In this tutorial, you will learn how to handle sessions in JSP by using session object.
The HTTP protocol is stateless. It means that there is no permanent connection between the client (web browser) and the Web Server. When a client requests a page from a web server, it opens a connection, retrieves the page, and closes the connection. Web servers don’t know what happens then on the client-side. In addition, If another request from a client is made, the webserver doesn’t associate the new connection with the connection that has been made.
In order to overcome the stateless of HTTP protocol, JSP provides you the implicit session object which is a HttpSession object. The session object resides on the server-side so you can keep arbitrary data about the client and other data as well in session and later on in different requests you can retrieve the saved data for processing. JSP stores data on the server-side in the session object by using a single key that the client remembers.
The session object has the three most important methods which you use most as bellows:
public void setAttribute(String name, Object value)
throws IllegalStateException
public Object getAttribute(String name)
throws IllegalStateException
public void removeAttribute(String name)
throws IllegalStateException
Code language: JavaScript (javascript)
Let’s take a look at an example of how to use a session object. In this example, we have three pages: On the first page, we collect data from the user, after that user submits the form to a second page which is used to store data in a session. On the last page, we get data back from the session and display it.
<html>
<head>
<title>JSP Form</title>
</head>
<body>
<form method="post" action="savetosession.jsp">
<table>
<tr>
<td>First Name</td>
<td><input type="text" name="firstname" /></td>
</tr>
<tr>
<td>Last Name</td>
<td><input type="text" name="lastName" /></td>
</tr>
<tr>
<td>Comments</td>
<td><textarea name="comments" cols="30" rows="5"></textarea></td>
</tr>
<tr>
<td colspan="2"><input type="submit" value="submit" /></td>
</tr>
</table>
</form>
</body>
</html>
Code language: HTML, XML (xml)
In the form above, when the user enters information, clicks submit button, the data goes through the page savetosession.jsp
. In the savetosession.jsp
page, we save all the submitted data into the session object and forward the request to another page called display.jsp
page
<%@page contentType="text/html" pageEncoding="UTF-8"%>
<%
String firstName = request.getParameter("firstName");
String lastName = request.getParameter("lastName");
String comments = request.getParameter("comments");
// save data into the session
session.setAttribute("firstName", firstName);
session.setAttribute("lastName", lastName);
session.setAttribute("comments", comments);
%>
<html>
<head>
<meta http-equiv="Content-Type" content="text/html; charset=UTF-8">
<title>JSP Page</title>
</head>
<body>
<%-- forward to the display.jsp page--%>
<jsp:forward page="display.jsp" />
</body>
</html>
Code language: JavaScript (javascript)
As you see the code above, we use the setAttribute()

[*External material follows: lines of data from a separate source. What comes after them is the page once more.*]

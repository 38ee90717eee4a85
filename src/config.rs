//! Configuration types for portal-sync

use serde::{Deserialize, Serialize};
use std::{path::PathBuf, time::Duration};

/// Portal endpoint configuration
///
/// Used as a nested sub-config within [`Config`].
#[derive(Clone, Debug, Serialize, Deserialize)]
pub struct PortalConfig {
    /// Base URL of the portal API (e.g., "https://portal.example.com/api/v1/")
    pub base_url: String,

    /// Bearer token for the portal (None = unauthenticated)
    #[serde(default)]
    pub api_token: Option<String>,
}

impl Default for PortalConfig {
    fn default() -> Self {
        Self {
            base_url: "http://localhost:8080/api/v1/".to_string(),
            api_token: None,
        }
    }
}

/// Transport resilience configuration (cool-down, backoff, deadline)
///
/// Used as a nested sub-config within [`Config`].
#[derive(Clone, Debug, Serialize, Deserialize)]
pub struct TransportConfig {
    /// Minimum spacing between consecutive requests (default: 1 second)
    #[serde(default = "default_cooldown", with = "duration_serde")]
    pub cooldown: Duration,

    /// Base backoff delay; attempt N waits N x base (default: 2 seconds)
    #[serde(default = "default_base_delay", with = "duration_serde")]
    pub base_delay: Duration,

    /// Wall-clock deadline for one logical call including retries (default: 10 minutes)
    #[serde(default = "default_deadline", with = "duration_serde")]
    pub deadline: Duration,

    /// Per-attempt HTTP timeout (default: 60 seconds)
    #[serde(default = "default_request_timeout", with = "duration_serde")]
    pub request_timeout: Duration,
}

impl Default for TransportConfig {
    fn default() -> Self {
        Self {
            cooldown: default_cooldown(),
            base_delay: default_base_delay(),
            deadline: default_deadline(),
            request_timeout: default_request_timeout(),
        }
    }
}

/// Archive layout configuration (roots, exclusions)
///
/// Used as a nested sub-config within [`Config`].
#[derive(Clone, Debug, Serialize, Deserialize)]
pub struct ArchiveConfig {
    /// Root for manifests, bundles, and tombstones (default: "./archive")
    #[serde(default = "default_archive_root")]
    pub archive_root: PathBuf,

    /// Root for extracted plaintext deliverables (default: "./documents")
    #[serde(default = "default_doc_root")]
    pub doc_root: PathBuf,

    /// Scratch directory for in-flight downloads (default: "./work")
    #[serde(default = "default_work_dir")]
    pub work_dir: PathBuf,

    /// Task names to skip during batch processing
    #[serde(default)]
    pub excluded_tasks: Vec<String>,
}

impl Default for ArchiveConfig {
    fn default() -> Self {
        Self {
            archive_root: default_archive_root(),
            doc_root: default_doc_root(),
            work_dir: default_work_dir(),
            excluded_tasks: Vec::new(),
        }
    }
}

/// Status polling configuration
///
/// Used as a nested sub-config within [`Config`].
#[derive(Clone, Debug, Serialize, Deserialize)]
pub struct PollConfig {
    /// Interval between status fetches (default: 30 seconds)
    #[serde(default = "default_poll_interval", with = "duration_serde")]
    pub poll_interval: Duration,

    /// Overall time budget for one wait (default: 30 minutes)
    #[serde(default = "default_poll_deadline", with = "duration_serde")]
    pub poll_deadline: Duration,
}

impl Default for PollConfig {
    fn default() -> Self {
        Self {
            poll_interval: default_poll_interval(),
            poll_deadline: default_poll_deadline(),
        }
    }
}

/// When notifications are dispatched during batch processing
#[derive(Clone, Copy, Debug, Default, PartialEq, Eq, Serialize, Deserialize)]
#[serde(rename_all = "snake_case")]
pub enum NotifyMode {
    /// One notification per processed message
    Immediate,
    /// A single digest notification per batch (default)
    #[default]
    Digest,
}

/// Notification configuration (SMTP relay and recipients)
///
/// Used as a nested sub-config within [`Config`]. Leaving `recipients`
/// empty disables notifications entirely.
#[derive(Clone, Debug, Default, Serialize, Deserialize)]
pub struct NotifyConfig {
    /// Dispatch mode
    #[serde(default)]
    pub mode: NotifyMode,

    /// SMTP relay hostname (None = notifications disabled)
    #[serde(default)]
    pub smtp_host: Option<String>,

    /// SMTP relay port (default: 587)
    #[serde(default = "default_smtp_port")]
    pub smtp_port: u16,

    /// SMTP username
    #[serde(default)]
    pub smtp_user: Option<String>,

    /// SMTP password
    #[serde(default)]
    pub smtp_password: Option<String>,

    /// From address
    #[serde(default)]
    pub from: Option<String>,

    /// Recipient addresses
    #[serde(default)]
    pub recipients: Vec<String>,
}

/// Main configuration for the synchronization pipeline
///
/// Fields are organized into logical sub-configs for maintainability:
/// - [`portal`](PortalConfig) — endpoint and credentials
/// - [`transport`](TransportConfig) — cool-down, backoff, deadlines
/// - [`archive`](ArchiveConfig) — on-disk layout and exclusions
/// - [`poll`](PollConfig) — status polling cadence
/// - [`notify`](NotifyConfig) — SMTP notifications
///
/// All sub-config fields are flattened for backward-compatible serialization,
/// meaning the JSON/TOML format remains unchanged (no nesting).
#[derive(Clone, Debug, Default, Serialize, Deserialize)]
pub struct Config {
    /// Portal endpoint and credentials
    #[serde(flatten)]
    pub portal: PortalConfig,

    /// Transport resilience settings
    #[serde(flatten)]
    pub transport: TransportConfig,

    /// Archive layout settings
    #[serde(flatten)]
    pub archive: ArchiveConfig,

    /// Status polling settings
    #[serde(flatten)]
    pub poll: PollConfig,

    /// Notification settings
    #[serde(flatten)]
    pub notify: NotifyConfig,

    /// Path to the external crypto agent binary (auto-detected if None)
    #[serde(default)]
    pub crypto_agent_path: Option<PathBuf>,
}

// Convenience accessors so call sites can use `config.archive_root()`
// without reaching through the sub-config structs.
impl Config {
    /// Archive root directory
    pub fn archive_root(&self) -> &PathBuf {
        &self.archive.archive_root
    }

    /// Deliverable (document) root directory
    pub fn doc_root(&self) -> &PathBuf {
        &self.archive.doc_root
    }
}

fn default_cooldown() -> Duration {
    Duration::from_secs(1)
}

fn default_base_delay() -> Duration {
    Duration::from_secs(2)
}

fn default_deadline() -> Duration {
    Duration::from_secs(600)
}

fn default_request_timeout() -> Duration {
    Duration::from_secs(60)
}

fn default_archive_root() -> PathBuf {
    PathBuf::from("./archive")
}

fn default_doc_root() -> PathBuf {
    PathBuf::from("./documents")
}

fn default_work_dir() -> PathBuf {
    PathBuf::from("./work")
}

fn default_poll_interval() -> Duration {
    Duration::from_secs(30)
}

fn default_poll_deadline() -> Duration {
    Duration::from_secs(1800)
}

fn default_smtp_port() -> u16 {
    587
}

// Duration serialization helper (whole seconds)
mod duration_serde {
    use serde::{Deserialize, Deserializer, Serializer};
    use std::time::Duration;

    pub fn serialize<S>(duration: &Duration, serializer: S) -> Result<S::Ok, S::Error>
    where
        S: Serializer,
    {
        serializer.serialize_u64(duration.as_secs())
    }

    pub fn deserialize<'de, D>(deserializer: D) -> Result<Duration, D::Error>
    where
        D: Deserializer<'de>,
    {
        let secs = u64::deserialize(deserializer)?;
        Ok(Duration::from_secs(secs))
    }
}
/// Registration status of a portal message
///
/// `Registered` and `Success` are terminal success states; `Error` and
/// `Rejected` are terminal failures. Everything else is still in flight.
#[derive(Clone, Copy, Debug, PartialEq, Eq, Serialize, Deserialize)]
#[serde(rename_all = "lowercase")]
pub enum MessageStatus {
    /// Created locally, not yet submitted
    Draft,
    /// Submitted to the portal
    Sent,
    /// Accepted by the portal transport layer
    Delivered,
    /// Being processed by the regulator
    Processing,
    /// Durably registered (terminal success)
    Registered,
    /// Completed without a registration step (terminal success)
    Success,
    /// Terminal failure reported by the portal
    Error,
    /// Rejected by the regulator (terminal failure)
    Rejected,
    /// Status string not in the known set
    #[serde(other)]
    Unknown,
}

impl MessageStatus {
    /// Whether no further state transition is expected
    pub fn is_terminal(&self) -> bool {
        matches!(
            self,
            MessageStatus::Registered
                | MessageStatus::Success
                | MessageStatus::Error
                | MessageStatus::Rejected
        )
    }

    /// Whether the portal has durably accepted the message
    pub fn is_accepted(&self) -> bool {
        matches!(self, MessageStatus::Registered | MessageStatus::Success)
    }

    /// Whether the portal has terminally refused the message
    pub fn is_failed(&self) -> bool {
        matches!(self, MessageStatus::Error | MessageStatus::Rejected)
    }

    /// Query-string value for this status
    pub fn as_query_value(&self) -> &'static str {
        match self {
            MessageStatus::Draft => "draft",
            MessageStatus::Sent => "sent",
            MessageStatus::Delivered => "delivered",
            MessageStatus::Processing => "processing",
            MessageStatus::Registered => "registered",
            MessageStatus::Success => "success",
            MessageStatus::Error => "error",
            MessageStatus::Rejected => "rejected",
            MessageStatus::Unknown => "unknown",
        }
    }
}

method to save data into the session object. Here is the page for displaying data in the session object: display.jsp
<%@page contentType="text/html" pageEncoding="UTF-8"%>
<html>
<head>
<title>Displaying data in Session</title>
</head>
<body>
<h1>Displaying data in session object</h1>
<table>
<tr>
<td>First Name</td>
<td><%= session.getAttribute("firstName")%></td>
</tr>
<tr>
<td>Last Name</td>
<td><%= session.getAttribute("lastName")%></td>
</tr>
<tr>
<td>Comments</td>
<td><td><%= session.getAttribute("comments")%></td>
</tr>
</table>
</body>
</html>
Code language: HTML, XML (xml)
The code is obvious, we used the getAttribute()
method of the session
object to retrieve data which was entered in the form and displayed it on the page by using the expression.
How session works
When the server creates a new session, it always adds a session identifier in the form of a cookie. When the web browser asks for a page or makes a request, the web browser always sends a cookie that is created by the web server in the request. Therefore on the server-side, the web server checks for that cookie and finds the corresponding session that is matched to the received cookie.
The session normally short-lived so the session cookie is not saved into the disk. Session also has a timeout. When the time is out, the session is no longer exists on the server-side. You can set time out of the session in the configuration file in the server.